These were the things that Gabe told her: when he was eight, he fell from a jungle gym and knocked out his two front teeth (newly grown, a little ungainly, but then they were gone, replaced by small slabs of acrylic, smooth and sleek, the color of milk); in college, he’d drunkenly purchased an alligator from an exotic pet store in a mall in Rockland County and kept it in his bathtub for several weeks until it grew too large and restless; and now, at twenty-seven, Gabe had been sober for nine months. Eleven, really, but he’d been smoking weed occasionally during those first weeks, and when he later admitted this to his sponsor, he was kindly told that he’d have to start the count again. She imagined the loss of those weeks, and chips? Coins? She wasn’t sure which. How infuriating that must have felt. To have to return something that was rightfully his, something he’d earned. But Gabe didn’t seem to mind.
“I feel at peace,” he said, “for the first time in a long while.” He kissed her then, disarming her with his affection. Twice on the cheeks and then on her mouth, long enough so she could really lean into it, taste the faint flavor of cinnamon on his breath, feel his lips that were both soft and slightly chapped.

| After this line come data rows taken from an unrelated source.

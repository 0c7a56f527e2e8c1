//! TCP connection management for the remote client.
//!
//! Architecture:
//! - `RemoteClient` owns an outbound command queue and a reconnect loop.
//! - Per connection, three concerns run concurrently and the session ends
//!   as soon as any of them fails:
//!   - **send pump**: drains queued commands onto the socket;
//!   - **receive pump**: parses inbound lines; heartbeat probes refresh
//!     the liveness timestamp, publish lines are delivered as events;
//!   - **watchdog**: sends a heartbeat on a fixed interval and treats a
//!     stale heartbeat response as a dead connection.
//! - On loss, the loop retries with exponential backoff (doubling from
//!   the initial delay up to a cap) and optionally gives up permanently
//!   after a configured number of consecutive failures.
//!
//! Commands may be queued at any time; they survive reconnects and are
//! flushed once a connection is up (messages in flight when a connection
//! drops may be lost; the protocol is at-most-once end to end).

use std::sync::{
    atomic::{AtomicBool, Ordering},
    Arc, Mutex,
};
use std::time::{Duration, Instant};

use tokio::io::{AsyncBufReadExt, AsyncWriteExt, BufReader};
use tokio::net::tcp::{OwnedReadHalf, OwnedWriteHalf};
use tokio::net::TcpStream;
use tokio::sync::mpsc;
use tokio::time::{interval, sleep, timeout};
use tracing::{debug, error, info, warn};

use namo_core::protocol::command::{encode_hex, RECEIVED_PREFIX};
use namo_core::Command;

/// Configuration for the client's connection to the server.
#[derive(Debug, Clone)]
pub struct ClientConfig {
    /// Server address, `host:port`.
    pub server_addr: String,
    /// Bound on each TCP connect attempt.
    pub connect_timeout: Duration,
    /// Silence threshold: no heartbeat response within this window is
    /// treated as a dead connection.
    pub socket_timeout: Duration,
    /// Interval between heartbeats sent to the server.
    pub heartbeat_interval: Duration,
    /// The heartbeat literal exchanged with the server.
    pub heartbeat_line: String,
    /// First reconnect delay after a failure.
    pub initial_reconnect_delay: Duration,
    /// Cap for the exponentially growing reconnect delay.
    pub max_reconnect_delay: Duration,
    /// Consecutive failed attempts before giving up permanently;
    /// `0` retries forever.
    pub max_reconnect_attempts: u32,
}

impl Default for ClientConfig {
    fn default() -> Self {
        Self {
            server_addr: "127.0.0.1:9000".to_string(),
            connect_timeout: Duration::from_millis(5000),
            socket_timeout: Duration::from_millis(8000),
            heartbeat_interval: Duration::from_millis(1200),
            heartbeat_line: "HEARTBEAT".to_string(),
            initial_reconnect_delay: Duration::from_millis(1000),
            max_reconnect_delay: Duration::from_millis(2000),
            max_reconnect_attempts: 0,
        }
    }
}

/// Events emitted by the connection to the application layer.
#[derive(Debug, PartialEq, Eq)]
pub enum ClientEvent {
    /// The TCP connection was established.
    Connected { addr: String },
    /// The TCP connection was lost; reconnection is in progress.
    Disconnected,
    /// A `RECEIVED …` publish line arrived from the server.
    Received(String),
    /// Any other server line (banner, confirmations, errors).
    ServerLine(String),
    /// The configured attempt limit was reached; the client stopped.
    GaveUp,
}

/// Manages the TCP connection from the client to the serial server.
pub struct RemoteClient {
    config: ClientConfig,
    outbound_tx: mpsc::UnboundedSender<Command>,
    // Taken by `start`; held here so commands can be queued before the
    // connection loop is running.
    outbound_rx: Mutex<Option<mpsc::UnboundedReceiver<Command>>>,
}

impl RemoteClient {
    /// Creates a new (not yet connected) client.
    pub fn new(config: ClientConfig) -> Self {
        let (outbound_tx, outbound_rx) = mpsc::unbounded_channel();
        Self {
            config,
            outbound_tx,
            outbound_rx: Mutex::new(Some(outbound_rx)),
        }
    }

    /// Queues a TEXT send command.
    pub fn send_text(
        &self,
        channel: impl Into<String>,
        key: impl Into<String>,
        value: impl Into<String>,
    ) {
        self.send_command(Command::SendText {
            channel: channel.into(),
            key: key.into(),
            value: value.into(),
        });
    }

    /// Queues a BINARY send command; the payload travels as uppercase hex.
    pub fn send_binary(
        &self,
        channel: impl Into<String>,
        key: impl Into<String>,
        payload: Vec<u8>,
    ) {
        debug!("queueing binary command: {} bytes ({})", payload.len(), encode_hex(&payload));
        self.send_command(Command::SendBinary {
            channel: channel.into(),
            key: key.into(),
            payload,
        });
    }

    /// Queues any command for the send pump.  Never blocks; commands
    /// queued while disconnected are flushed after reconnection.
    pub fn send_command(&self, command: Command) {
        let _ = self.outbound_tx.send(command);
    }

    /// Starts the reconnect loop and returns the event receiver.
    ///
    /// The loop runs until `running` is cleared or the attempt limit is
    /// reached.  Calling `start` twice is a no-op for the second caller
    /// (the queue receiver is already taken); the first receiver stays
    /// authoritative.
    pub fn start(
        self: Arc<Self>,
        running: Arc<AtomicBool>,
    ) -> mpsc::Receiver<ClientEvent> {
        let (event_tx, event_rx) = mpsc::channel(128);

        let Some(mut out_rx) = self.outbound_rx.lock().unwrap().take() else {
            warn!("client already started; ignoring");
            return event_rx;
        };

        let this = Arc::clone(&self);
        tokio::spawn(async move {
            let config = &this.config;
            let mut attempts: u32 = 0;
            let mut delay = config.initial_reconnect_delay;

            while running.load(Ordering::Relaxed) {
                if config.max_reconnect_attempts > 0 && attempts >= config.max_reconnect_attempts {
                    error!("maximum reconnection attempts reached; giving up");
                    let _ = event_tx.send(ClientEvent::GaveUp).await;
                    return;
                }

                match timeout(
                    config.connect_timeout,
                    TcpStream::connect(&config.server_addr),
                )
                .await
                {
                    Ok(Ok(stream)) => {
                        info!("connected to server at {}", config.server_addr);
                        attempts = 0;
                        delay = config.initial_reconnect_delay;
                        let _ = event_tx
                            .send(ClientEvent::Connected {
                                addr: config.server_addr.clone(),
                            })
                            .await;

                        run_session(stream, config, &mut out_rx, &event_tx).await;

                        let _ = event_tx.send(ClientEvent::Disconnected).await;
                        warn!("connection lost; reconnecting in {delay:?}");
                    }
                    Ok(Err(e)) => {
                        attempts += 1;
                        warn!("connection attempt {attempts} failed: {e}");
                    }
                    Err(_) => {
                        attempts += 1;
                        warn!("connection attempt {attempts} timed out");
                    }
                }

                if running.load(Ordering::Relaxed) {
                    sleep(delay).await;
                    delay = (delay * 2).min(config.max_reconnect_delay);
                }
            }
        });

        event_rx
    }
}

/// Runs one established connection until any pump fails.
async fn run_session(
    stream: TcpStream,
    config: &ClientConfig,
    out_rx: &mut mpsc::UnboundedReceiver<Command>,
    event_tx: &mpsc::Sender<ClientEvent>,
) {
    let (read_half, write_half) = stream.into_split();

    // The send pump and the watchdog both write; share the half behind an
    // async mutex the way the hub shares its sinks.
    let writer = Arc::new(tokio::sync::Mutex::new(write_half));
    // Refreshed by the receive pump, read by the watchdog.
    let last_heartbeat_rx = Arc::new(Mutex::new(Instant::now()));

    let send_pump = send_pump(Arc::clone(&writer), out_rx);
    let receive_pump = receive_pump(read_half, config, Arc::clone(&last_heartbeat_rx), event_tx);
    let watchdog = heartbeat_watchdog(Arc::clone(&writer), config, last_heartbeat_rx);

    tokio::select! {
        _ = send_pump => debug!("send pump ended"),
        _ = receive_pump => debug!("receive pump ended"),
        _ = watchdog => debug!("heartbeat watchdog ended"),
    }
}

/// Drains the outbound command queue onto the socket.
async fn send_pump(
    writer: Arc<tokio::sync::Mutex<OwnedWriteHalf>>,
    out_rx: &mut mpsc::UnboundedReceiver<Command>,
) {
    while let Some(command) = out_rx.recv().await {
        let line = format!("{command}\n");
        let mut writer = writer.lock().await;
        if let Err(e) = writer.write_all(line.as_bytes()).await {
            warn!("failed to send command: {e}");
            return;
        }
        debug!("sent: {}", line.trim_end());
    }
}

/// Parses inbound server lines until EOF or a read error.
async fn receive_pump(
    read_half: OwnedReadHalf,
    config: &ClientConfig,
    last_heartbeat_rx: Arc<Mutex<Instant>>,
    event_tx: &mpsc::Sender<ClientEvent>,
) {
    let mut lines = BufReader::new(read_half).lines();
    loop {
        let line = match lines.next_line().await {
            Ok(Some(line)) => line,
            Ok(None) => {
                debug!("server closed the connection");
                return;
            }
            Err(e) => {
                warn!("read from server failed: {e}");
                return;
            }
        };

        if line == config.heartbeat_line {
            *last_heartbeat_rx.lock().unwrap() = Instant::now();
            continue;
        }

        let event = if line.starts_with(RECEIVED_PREFIX) {
            ClientEvent::Received(line)
        } else {
            ClientEvent::ServerLine(line)
        };
        if event_tx.send(event).await.is_err() {
            // The application dropped the event receiver; stop the session.
            return;
        }
    }
}

/// Sends a heartbeat on a fixed interval and fails the session when the
/// server has been silent past the socket timeout.
async fn heartbeat_watchdog(
    writer: Arc<tokio::sync::Mutex<OwnedWriteHalf>>,
    config: &ClientConfig,
    last_heartbeat_rx: Arc<Mutex<Instant>>,
) {
    let mut ticker = interval(config.heartbeat_interval);
    ticker.tick().await; // Skip the immediate first tick.

    loop {
        ticker.tick().await;

        let silent_for = last_heartbeat_rx.lock().unwrap().elapsed();
        if silent_for > config.socket_timeout {
            warn!("no heartbeat response from server for {silent_for:?}; reconnecting");
            return;
        }

        let line = format!("{}\n", config.heartbeat_line);
        let mut writer = writer.lock().await;
        if let Err(e) = writer.write_all(line.as_bytes()).await {
            warn!("failed to send heartbeat: {e}");
            return;
        }
    }
}

// ── Tests ─────────────────────────────────────────────────────────────────────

This was the beginning, when he was eager and full of charm. She had mostly dated men who were reticent and stony, unwilling to share themselves, and she felt in Gabe something of a kindred spirit. She was constantly, accidentally revealing herself to people. She didn’t mean to but the words seemed to spill out of her, like some layer of armor was weathered or missing. She could spend an hour with someone and they would leave knowing about the first time she’d had sex, or that year in high school where she was bulimic, ingesting tubes of Pringles and cartons of ice cream, vomiting it all up before her parents came home from work.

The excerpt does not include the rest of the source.